[Exercise instructions]
Return, unaltered, every line from the beginning of the material below up to and including the one with "use crate::config::Credentials;".

[Dataset content]
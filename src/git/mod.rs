//! Git command-line adapter
//!
//! Wraps the git operations the pipelines need. Network operations (clone,
//! pull, fetch, push) authenticate with an `http.<host>/.extraheader` entry
//! passed through `GIT_CONFIG_*` environment variables of the child process,
//! so the token never reaches argv, remote URLs or `.git/config`.

use crate::config::Credentials;
use crate::exec::{CommandError, CommandRunner, CommandSpec, run_checked};
use base64::Engine;
use base64::engine::general_purpose::STANDARD as BASE64;
use secrecy::{ExposeSecret, SecretString};
use std::path::Path;
use std::sync::Arc;
use tracing::instrument;

/// Out-of-band HTTP authentication for git network operations
#[derive(Clone)]
pub struct GitAuth {
    config_key: String,
    header: SecretString,
}

impl GitAuth {
    /// Token authentication scoped to `git_host` (e.g. `https://github.com`)
    pub fn token(git_host: &str, credentials: &Credentials) -> Self {
        let basic = BASE64.encode(format!("x-access-token:{}", credentials.expose_token()));
        Self {
            config_key: format!("http.{}/.extraheader", git_host.trim_end_matches('/')),
            header: SecretString::from(format!("AUTHORIZATION: basic {}", basic)),
        }
    }

    fn apply(&self, spec: CommandSpec) -> CommandSpec {
        spec.env("GIT_CONFIG_COUNT", "1")
            .env("GIT_CONFIG_KEY_0", self.config_key.as_str())
            .env("GIT_CONFIG_VALUE_0", self.header.expose_secret())
    }
}

impl std::fmt::Debug for GitAuth {
    fn fmt(&self, f: &mut std::fmt::Formatter<'_>) -> std::fmt::Result {
        f.debug_struct("GitAuth")
            .field("config_key", &self.config_key)
            .finish_non_exhaustive()
    }
}

/// Git operations on local working copies
#[derive(Clone)]
pub struct Git {
    runner: Arc<dyn CommandRunner>,
    auth: Option<GitAuth>,
}

impl Git {
    pub fn new(runner: Arc<dyn CommandRunner>) -> Self {
        Self { runner, auth: None }
    }

    pub fn with_auth(mut self, auth: GitAuth) -> Self {
        self.auth = Some(auth);
        self
    }

    fn command(&self, repo: Option<&Path>) -> CommandSpec {
        let spec = CommandSpec::new("git").env("GIT_TERMINAL_PROMPT", "0");
        match repo {
            Some(path) => spec.current_dir(path),
            None => spec,
        }
    }

    fn network_command(&self, repo: Option<&Path>) -> CommandSpec {
        let spec = self.command(repo);
        match &self.auth {
            Some(auth) => auth.apply(spec),
            None => spec,
        }
    }

    async fn run(&self, spec: CommandSpec) -> Result<String, CommandError> {
        let output = run_checked(self.runner.as_ref(), &spec).await?;
        Ok(output.stdout)
    }

    /// `git clone --branch <branch> <url> <dest>`
    #[instrument(skip(self, dest), fields(dest = %dest.display()))]
    pub async fn clone_repo(&self, url: &str, dest: &Path, branch: &str) -> Result<(), CommandError> {
        let spec = self
            .network_command(None)
            .args(["clone", "--branch", branch, url])
            .path_arg(dest);
        self.run(spec).await.map(|_| ())
    }

    /// `git pull origin <branch>` inside `repo`
    #[instrument(skip(self, repo), fields(repo = %repo.display()))]
    pub async fn pull(&self, repo: &Path, branch: &str) -> Result<(), CommandError> {
        let spec = self
            .network_command(Some(repo))
            .args(["pull", "origin", branch]);
        self.run(spec).await.map(|_| ())
    }

    /// Names of the configured remotes
    pub async fn remotes(&self, repo: &Path) -> Result<Vec<String>, CommandError> {
        let stdout = self.run(self.command(Some(repo)).arg("remote")).await?;
        Ok(parse_remotes(&stdout))
    }

    pub async fn add_remote(&self, repo: &Path, name: &str, url: &str) -> Result<(), CommandError> {
        let spec = self.command(Some(repo)).args(["remote", "add", name, url]);
        self.run(spec).await.map(|_| ())
    }

    pub async fn set_remote_url(
        &self,
        repo: &Path,
        name: &str,
        url: &str,
    ) -> Result<(), CommandError> {
        let spec = self
            .command(Some(repo))
            .args(["remote", "set-url", name, url]);
        self.run(spec).await.map(|_| ())
    }

    /// `git fetch <remote> <branch>`
    pub async fn fetch(&self, repo: &Path, remote: &str, branch: &str) -> Result<(), CommandError> {
        let spec = self
            .network_command(Some(repo))
            .args(["fetch", remote, branch]);
        self.run(spec).await.map(|_| ())
    }

    pub async fn checkout(&self, repo: &Path, branch: &str) -> Result<(), CommandError> {
        let spec = self.command(Some(repo)).args(["checkout", branch]);
        self.run(spec).await.map(|_| ())
    }

    /// Merge `from` (e.g. `upstream/main`) into the checked-out branch.
    /// Conflicts surface as a failed command.
    pub async fn merge(&self, repo: &Path, from: &str) -> Result<(), CommandError> {
        let spec = self.command(Some(repo)).args(["merge", "--no-edit", from]);
        self.run(spec).await.map(|_| ())
    }

    /// `git push <remote> <branch>`
    pub async fn push(&self, repo: &Path, remote: &str, branch: &str) -> Result<(), CommandError> {
        let spec = self
            .network_command(Some(repo))
            .args(["push", remote, branch]);
        self.run(spec).await.map(|_| ())
    }
}

/// Parse `git remote` output into remote names
pub fn parse_remotes(stdout: &str) -> Vec<String> {
    stdout
        .lines()
        .map(str::trim)
        .filter(|line| !line.is_empty())
        .map(String::from)
        .collect()
}
//! stackstrap - bootstrap a local microservices development stack
//!
//! Forks the service repositories into your account, clones or updates them
//! under `services/`, builds a development image per service and starts the
//! Docker Compose stack.

mod cli;

use anyhow::{Context, Result};
use clap::{Parser, Subcommand};
use std::path::{Path, PathBuf};

use stackstrap::{AppConfig, Bootstrapper, ConfigLoader, Credentials, RunReport};

/// stackstrap - bootstrap a local microservices development stack
#[derive(Parser, Debug)]
#[command(name = "stackstrap")]
#[command(about = "Fork, clone, build and launch a local microservices development stack", long_about = None)]
struct Args {
    /// Enable debug logging
    #[arg(long, short = 'd', global = true)]
    debug: bool,

    /// Settings file (defaults to $STACKSTRAP_CONFIG or the user config directory)
    #[arg(long, short = 'c', global = true)]
    config: Option<PathBuf>,

    #[command(subcommand)]
    command: Option<Command>,
}

/// Main commands
#[derive(Subcommand, Debug)]
enum Command {
    /// Fork, clone or pull, and build every service, then start the stack (default)
    Up,
    /// Merge upstream changes into every fork and push them
    Sync,
    /// Configuration management
    Config {
        #[command(subcommand)]
        subcommand: cli::ConfigSubcommand,
    },
    /// Show version information
    Version,
}

#[tokio::main]
async fn main() -> Result<()> {
    let args = Args::parse();

    let command = args.command.unwrap_or(Command::Up);
    if matches!(command, Command::Version) {
        cli::display_version();
        return Ok(());
    }

    let log_file = cli::init_logging(args.debug)?;
    if let Some(ref log_path) = log_file {
        eprintln!(
            "Debug logging enabled. Logs written to: {}",
            log_path.display()
        );
    }

    // Settings overrides and credentials may come from ./.env
    cli::load_env_file(Path::new("."));

    let command = match command {
        Command::Config { subcommand } => {
            return cli::handle_config_command(subcommand, args.config.as_deref());
        }
        command => command,
    };

    let settings =
        ConfigLoader::load(args.config.as_deref()).context("Failed to load configuration")?;
    let credentials = Credentials::from_env().context("Failed to load credentials")?;
    let app = AppConfig::new(settings, credentials);

    tracing::debug!(
        account = %app.credentials.account_name,
        upstream_owner = %app.settings.upstream_owner,
        services = app.settings.services.len(),
        "Configuration loaded"
    );

    let bootstrapper =
        Bootstrapper::from_config(&app).context("Failed to create hosting API client")?;

    let report = if matches!(command, Command::Sync) {
        bootstrapper.sync().await
    } else {
        bootstrapper.up().await?
    };

    finish(report)
}

/// Print the run summary and turn service failures into a non-zero exit
fn finish(report: RunReport) -> Result<()> {
    eprintln!("\n{}", report.render());
    tracing::debug!(
        duration_ms = report.duration().num_milliseconds(),
        "{} finished",
        report.kind.as_str()
    );

    if report.is_success() {
        Ok(())
    } else {
        Err(anyhow::anyhow!(
            "{} of {} services failed",
            report.failure_count(),
            report.outcomes.len()
        ))
    }
}
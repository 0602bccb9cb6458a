//! Configuration schema definitions
//!
//! Defines the structure of the settings file using serde for serialization.

use crate::models::ServiceDescriptor;
use serde::{Deserialize, Serialize};
use std::path::PathBuf;

/// Root configuration structure
#[derive(Debug, Clone, Serialize, Deserialize, PartialEq)]
#[serde(rename_all = "camelCase")]
pub struct Config {
    /// Account that owns the canonical service repositories
    #[serde(default = "default_upstream_owner")]
    pub upstream_owner: String,

    /// Base URL used to build clone URLs (no trailing slash)
    #[serde(default = "default_git_host")]
    pub git_host: String,

    /// Hosting REST API base URL
    #[serde(default = "default_api_base_url")]
    pub api_base_url: String,

    /// Directory holding one working copy per service
    #[serde(default = "default_workspace_root")]
    pub workspace_root: PathBuf,

    /// Compose file passed to `docker compose -f`
    #[serde(default = "default_compose_file")]
    pub compose_file: PathBuf,

    /// Dockerfile used for development images, relative to each working copy
    #[serde(default = "default_dockerfile")]
    pub dockerfile: String,

    /// Tag given to every development image
    #[serde(default = "default_image_tag")]
    pub image_tag: String,

    /// Dependency install command run in each working copy before the build.
    /// Empty disables the step.
    #[serde(default = "default_install_command")]
    pub install_command: Vec<String>,

    /// Maximum number of service pipelines in flight (0 = no limit)
    #[serde(default = "default_max_parallel")]
    pub max_parallel: usize,

    /// Readiness polling after a fork is requested
    #[serde(default)]
    pub fork_poll: ForkPollConfig,

    /// Services making up the stack, processed and reported in this order
    #[serde(default = "super::defaults::default_services")]
    pub services: Vec<ServiceDescriptor>,
}

/// Fork readiness polling configuration
#[derive(Debug, Clone, Serialize, Deserialize, PartialEq)]
#[serde(rename_all = "camelCase")]
pub struct ForkPollConfig {
    /// Existence checks made after requesting a fork
    #[serde(default = "default_poll_attempts")]
    pub attempts: u32,

    /// Delay before the first check, doubled after each miss
    #[serde(default = "default_poll_initial_delay_ms")]
    pub initial_delay_ms: u64,

    /// Upper bound for the delay between checks
    #[serde(default = "default_poll_max_delay_ms")]
    pub max_delay_ms: u64,
}

// Default value functions
pub(super) fn default_upstream_owner() -> String {
    "LakshayManglani".to_string()
}

pub(super) fn default_git_host() -> String {
    "https://github.com".to_string()
}

fn default_api_base_url() -> String {
    "https://api.github.com".to_string()
}

fn default_workspace_root() -> PathBuf {
    PathBuf::from("services")
}

fn default_compose_file() -> PathBuf {
    PathBuf::from("docker-compose.dev.yml")
}

fn default_dockerfile() -> String {
    "Dockerfile.dev".to_string()
}

fn default_image_tag() -> String {
    "development".to_string()
}

fn default_install_command() -> Vec<String> {
    vec!["npm".to_string(), "install".to_string()]
}

fn default_max_parallel() -> usize {
    4
}

fn default_poll_attempts() -> u32 {
    10
}

fn default_poll_initial_delay_ms() -> u64 {
    1000
}

fn default_poll_max_delay_ms() -> u64 {
    8000
}

/// Clone URL of `repo` under `account` on `git_host`
pub(super) fn repository_url(git_host: &str, account: &str, repo: &str) -> String {
    format!("{}/{}/{}.git", git_host.trim_end_matches('/'), account, repo)
}

impl Config {
    /// Clone URL of `repo` under `account` on the configured host
    pub fn repository_url(&self, account: &str, repo: &str) -> String {
        repository_url(&self.git_host, account, repo)
    }
}

impl Default for Config {
    fn default() -> Self {
        Self {
            upstream_owner: default_upstream_owner(),
            git_host: default_git_host(),
            api_base_url: default_api_base_url(),
            workspace_root: default_workspace_root(),
            compose_file: default_compose_file(),
            dockerfile: default_dockerfile(),
            image_tag: default_image_tag(),
            install_command: default_install_command(),
            max_parallel: default_max_parallel(),
            fork_poll: ForkPollConfig::default(),
            services: super::defaults::default_services(),
        }
    }
}

impl Default for ForkPollConfig {
    fn default() -> Self {
        Self {
            attempts: default_poll_attempts(),
            initial_delay_ms: default_poll_initial_delay_ms(),
            max_delay_ms: default_poll_max_delay_ms(),
        }
    }
}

[Solution]
filename src/git/mod.rs
//! Git command-line adapter
//!
//! Wraps the git operations the pipelines need. Network operations (clone,
//! pull, fetch, push) authenticate with an `http.<host>/.extraheader` entry
//! passed through `GIT_CONFIG_*` environment variables of the child process,
//! so the token never reaches argv, remote URLs or `.git/config`.

use crate::config::Credentials;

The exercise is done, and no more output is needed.